You may have heard about 25 Gbit symmetrical internet in Switzerland. This is often cited as the fastest dedicated (non-shared) residential connection in the world. However, did you ever wonder why Switzerland has such fast internet at a reasonable price while the United States and other countries like Switzerland’s neighbor Germany are falling behind?
What is the fundamental difference between the countries that leads to such a stark difference in internet speeds and prices?
Free markets, regulation, technology, or all three?
Let’s take a closer look at the situation in Switzerland, Germany, and the United States.
The Paradox
As mentioned, in Switzerland, you can get 25 Gigabit per second fiber internet to your home, symmetric and dedicated. If you don’t need such extreme speed, you can get 1 or 10 Gigabit from multiple competing providers for very little money. All over a connection that isn’t shared with your neighbors. In fact, someone could offer 100 Gigabit or more today; there is nothing preventing this other than the cost of endpoint equipment.
In the United States, if you’re lucky enough to have fiber, you might get 1 Gigabit. But often it’s shared with your neighbors. And you usually have exactly one choice of provider. Maybe two, if you count the cable company that offers slower speeds for the same price.
In Germany, you are in a somewhat similar situation to the United States. Fiber service is limited to one provider and is often shared with your neighbors.
The United States prides itself on free markets. On competition. On letting businesses fight it out. A deregulated market with no brakes.
Germany, on the other hand, is famous for over-regulation, making it difficult for businesses to operate, yet it is in a similar situation to the United States.
Switzerland has a highly regulated telecom sector with strong oversight and government-backed infrastructure projects, but regulations in Switzerland differ from those in Germany.
So why is the country that worships free markets producing stagnation, monopolies, and inferior internet, while the country with heavy regulation is producing hyper-competition, world-leading speeds, and consumer choice?
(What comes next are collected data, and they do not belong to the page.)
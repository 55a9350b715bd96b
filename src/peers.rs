use std::net::SocketAddr;
use std::time::Duration;

use anyhow::{ensure, Context};
use tokio::io::{AsyncReadExt, AsyncWriteExt};
use tokio::net::TcpStream;
use tokio_stream::StreamExt;
use tokio_util::codec::Framed;
use tokio_util::sync::CancellationToken;
use uuid::Uuid;

use crate::protocol::peer::{ExtensionHandshake, HandShake, MessageFramer, PeerId, PeerMessage};

/// Peer -> engine backlog. Advertised to peers as `reqq`.
pub const PEER_IN_CHANNEL_CAPACITY: usize = 1000;
/// Engine -> peer backlog.
pub const PEER_OUT_CHANNEL_CAPACITY: usize = 2000;

const KEEP_ALIVE_INTERVAL: Duration = Duration::from_secs(90);

/// Channel pair handed to a peer task: messages from the wire go up, wire
/// messages produced by the engine come down.
#[derive(Debug)]
pub struct PeerIPC {
    pub engine_tx: flume::Sender<PeerMessage>,
    pub wire_rx: flume::Receiver<PeerMessage>,
}

#[derive(Debug, Clone)]
pub struct PeerError {
    pub msg: String,
    pub cause: PeerErrorCause,
}

#[derive(Debug, Clone, Copy, PartialEq, Eq)]
pub enum PeerErrorCause {
    Timeout,
    Connection,
    /// The peer violated the protocol; close, never ban.
    PeerLogic,
    Unhandled,
}

impl PeerError {
    pub fn new(cause: PeerErrorCause, msg: impl Into<String>) -> Self {
        Self {
            cause,
            msg: msg.into(),
        }
    }

    pub fn timeout(msg: impl Into<String>) -> Self {
        Self::new(PeerErrorCause::Timeout, msg)
    }

    pub fn connection(msg: impl Into<String>) -> Self {
        Self::new(PeerErrorCause::Connection, msg)
    }

    pub fn logic(msg: impl Into<String>) -> Self {
        Self::new(PeerErrorCause::PeerLogic, msg)
    }
}

impl<E> From<E> for PeerError
where
    E: Into<anyhow::Error>,
{
    fn from(err: E) -> Self {
        Self {
            msg: err.into().to_string(),
            cause: PeerErrorCause::Unhandled,
        }
    }
}

/// A handshaked peer connection. Owns the socket; every byte after the
/// handshakes flows through [`Peer::run`].
#[derive(Debug)]
pub struct Peer {
    pub uuid: Uuid,
    pub addr: SocketAddr,
    pub handshake: HandShake,
    stream: Framed<TcpStream, MessageFramer>,
}

impl Peer {
    /// Dial and perform the BitTorrent handshake. Our extension handshake
    /// is sent right away when both sides support BEP 10; the remote's
    /// arrives later through the normal message loop.
    pub async fn connect(addr: SocketAddr, info_hash: [u8; 20], our_id: PeerId) -> anyhow::Result<Self> {
        let socket = TcpStream::connect(addr).await.context("dial peer")?;
        Self::establish(socket, addr, info_hash, our_id, true).await
    }

    /// Handshake an accepted incoming socket. The remote speaks first.
    pub async fn accept(
        socket: TcpStream,
        info_hash: [u8; 20],
        our_id: PeerId,
    ) -> anyhow::Result<Self> {
        let addr = socket.peer_addr().context("get peer addr")?;
        Self::establish(socket, addr, info_hash, our_id, false).await
    }

    async fn establish(
        mut socket: TcpStream,
        addr: SocketAddr,
        info_hash: [u8; 20],
        our_id: PeerId,
        we_speak_first: bool,
    ) -> anyhow::Result<Self> {
        let ours = HandShake::new(info_hash, our_id);
        let theirs = if we_speak_first {
            socket
                .write_all(&ours.as_bytes())
                .await
                .context("send handshake")?;
            read_handshake(&mut socket).await?
        } else {
            let theirs = read_handshake(&mut socket).await?;
            socket
                .write_all(&ours.as_bytes())
                .await
                .context("send handshake")?;
            theirs
        };
        ensure!(
            theirs.info_hash == info_hash,
            "info hash mismatch in handshake"
        );
        ensure!(theirs.peer_id != our_id, "connected to ourselves");

        let mut stream = Framed::new(socket, MessageFramer);
        if ours.supports_extensions() && theirs.supports_extensions() {
            let handshake = PeerMessage::ExtensionHandshake {
                payload: Box::new(ExtensionHandshake::ours(PEER_IN_CHANNEL_CAPACITY)),
            };
            handshake
                .write_to(stream.get_mut())
                .await
                .context("send extension handshake")?;
        }

        Ok(Self {
            uuid: Uuid::new_v4(),
            addr,
            handshake: theirs,
            stream,
        })
    }

    /// Shuttle messages until cancelled or the socket dies. Outgoing
    /// messages queued by the engine within one tick are staged together
    /// and written in a single flush.
    pub async fn run(mut self, ipc: PeerIPC, token: CancellationToken) -> (Uuid, Result<(), PeerError>) {
        let uuid = self.uuid;
        let result = self.shuttle(&ipc, token).await;
        (uuid, result)
    }

    async fn shuttle(&mut self, ipc: &PeerIPC, token: CancellationToken) -> Result<(), PeerError> {
        let mut staging = Vec::new();
        let mut keep_alive = tokio::time::interval(KEEP_ALIVE_INTERVAL);
        keep_alive.set_missed_tick_behavior(tokio::time::MissedTickBehavior::Delay);
        keep_alive.tick().await;
        loop {
            tokio::select! {
                _ = token.cancelled() => return Ok(()),
                outgoing = ipc.wire_rx.recv_async() => {
                    let Ok(first) = outgoing else {
                        // engine dropped us
                        return Ok(());
                    };
                    staging.clear();
                    first
                        .write_to(&mut staging)
                        .await
                        .expect("writes to a vec are infallible");
                    while let Ok(next) = ipc.wire_rx.try_recv() {
                        next.write_to(&mut staging)
                            .await
                            .expect("writes to a vec are infallible");
                    }
                    self.stream
                        .get_mut()
                        .write_all(&staging)
                        .await
                        .map_err(|_| PeerError::connection("failed to send messages"))?;
                    keep_alive.reset();
                }
                incoming = self.stream.next() => {
                    match incoming {
                        Some(Ok(message)) => {
                            if ipc.engine_tx.send_async(message).await.is_err() {
                                return Ok(());
                            }
                        }
                        Some(Err(e)) => {
                            return Err(PeerError::logic(format!("malformed frame: {e}")));
                        }
                        None => {
                            return Err(PeerError::connection("peer closed the connection"));
                        }
                    }
                }
                _ = keep_alive.tick() => {
                    PeerMessage::HeartBeat
                        .write_to(self.stream.get_mut())
                        .await
                        .map_err(|_| PeerError::connection("failed to send keep-alive"))?;
                }
            }
        }
    }
}

async fn read_handshake(socket: &mut TcpStream) -> anyhow::Result<HandShake> {
    let mut response = [0_u8; HandShake::SIZE];
    socket
        .read_exact(&mut response)
        .await
        .context("receive peer handshake")?;
    HandShake::from_bytes(&response)
}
And at the same time, the country with the most regulation is suffering the same problems as the country with the least.
The answer reveals a fundamental truth about capitalism and regulation that most people get wrong.
The Natural Monopoly
To understand the failure, you have to understand what economists call a “natural monopoly.”
A natural monopoly is an industry where the cost of building the infrastructure is so high, and the cost of serving an additional customer is so low, that competition actually destroys value.
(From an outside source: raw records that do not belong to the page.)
//! BitTorrent engine core: piece scheduling, swarm management, choking and
//! bandwidth arbitration for one or more torrents.
//!
//! The crate deliberately stops at the engine boundary. Trackers, DHT and
//! local discovery feed peer addresses in through [`TorrentHandle`] and the
//! incoming-peer channel; content I/O and hashing live behind the
//! [`storage`] channel contract; presentation reads the
//! [`torrent::progress`] stream. Everything per-torrent runs on a single
//! task driven by a 100 ms tick, so the components compose without locks.

use std::sync::Arc;

use tokio::sync::mpsc;
use tokio_util::sync::CancellationToken;
use tokio_util::task::TaskTracker;

pub mod availability;
pub mod bandwidth;
pub mod bitfield;
pub mod choke;
pub mod config;
pub mod connection;
pub mod endgame;
pub mod peers;
pub mod persist;
pub mod pieces;
pub mod protocol;
pub mod requester;
pub mod seeder;
pub mod session;
pub mod storage;
pub mod swarm;
pub mod torrent;
mod utils;

pub use bandwidth::{BandwidthTracker, Direction, TokenBucket, TrafficCategory};
pub use bitfield::BitField;
pub use config::EngineConfig;
pub use persist::{PersistedTorrent, UserState};
pub use pieces::{Block, Priority, BLOCK_LENGTH};
pub use protocol::Info;
pub use session::SessionContext;
pub use storage::{StorageFeedback, StorageHandle, StorageMessage};
pub use swarm::PeerSource;
pub use torrent::progress::{PeerSnapshot, ProgressConsumer, ProgressUpdate, StateChange};
pub use torrent::{NewPeer, Torrent, TorrentHandle, TorrentParams, TorrentState};

pub const CLIENT_NAME: &str = "torrent-engine 0.1";

/// Engine entry point: shared connection budget, task supervision and a
/// root cancellation token for every torrent opened through it.
#[derive(Debug)]
pub struct Engine {
    config: EngineConfig,
    session: Arc<SessionContext>,
    task_tracker: TaskTracker,
    cancellation_token: CancellationToken,
}

impl Engine {
    pub fn new(config: EngineConfig) -> Self {
        Self {
            session: Arc::new(SessionContext::new(config.max_connections)),
            config,
            task_tracker: TaskTracker::new(),
            cancellation_token: CancellationToken::new(),
        }
    }

    pub fn config(&self) -> &EngineConfig {
        &self.config
    }

    pub fn session(&self) -> Arc<SessionContext> {
        self.session.clone()
    }

    /// Open a torrent. The host supplies the storage actor's channels and
    /// the channel its listener pushes accepted peers into.
    pub fn open(
        &self,
        params: TorrentParams,
        storage: StorageHandle,
        storage_rx: mpsc::Receiver<StorageFeedback>,
        new_peers: mpsc::Receiver<NewPeer>,
        progress: impl ProgressConsumer,
    ) -> TorrentHandle {
        self.session.register_torrent();
        let torrent = Torrent::new(
            self.config.clone(),
            params,
            self.session.clone(),
            storage,
            storage_rx,
            new_peers,
            self.cancellation_token.child_token(),
        );
        torrent.start(progress, &self.task_tracker)
    }

    /// Cancel every torrent and wait for their tasks to drain.
    pub async fn shutdown(&self) {
        self.task_tracker.close();
        self.cancellation_token.cancel();
        self.task_tracker.wait().await
    }
}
Think about water pipes. It would be insane to have three different water companies each digging up your street to lay their own pipes. You’d have three times the construction, three times the disruption, three times the cost. And at the end of it, you’d still only use one of them.
The rational solution is to build the infrastructure once, as a shared, neutral asset, and let different companies compete to provide the service over that infrastructure.
That’s how water works. That’s how electricity works in most places. And in Switzerland, that’s how fiber optic internet works.
But in the United States and Germany, they did the opposite.
The German Model
In Germany, the “free market” approach meant letting any company dig up the street to lay their own fiber. The result is called “overbuild.” Multiple networks running in parallel trenches, often just meters apart.
Billions of euros spent on redundant concrete and asphalt. Money that could have been spent on faster equipment, lower prices, or connecting rural areas, instead wasted on digging the same hole twice, literally.1
But isn’t Germany heavily regulated? Yes, but the regulations focus heavily on infrastructure competition rather than duct sharing enforcement.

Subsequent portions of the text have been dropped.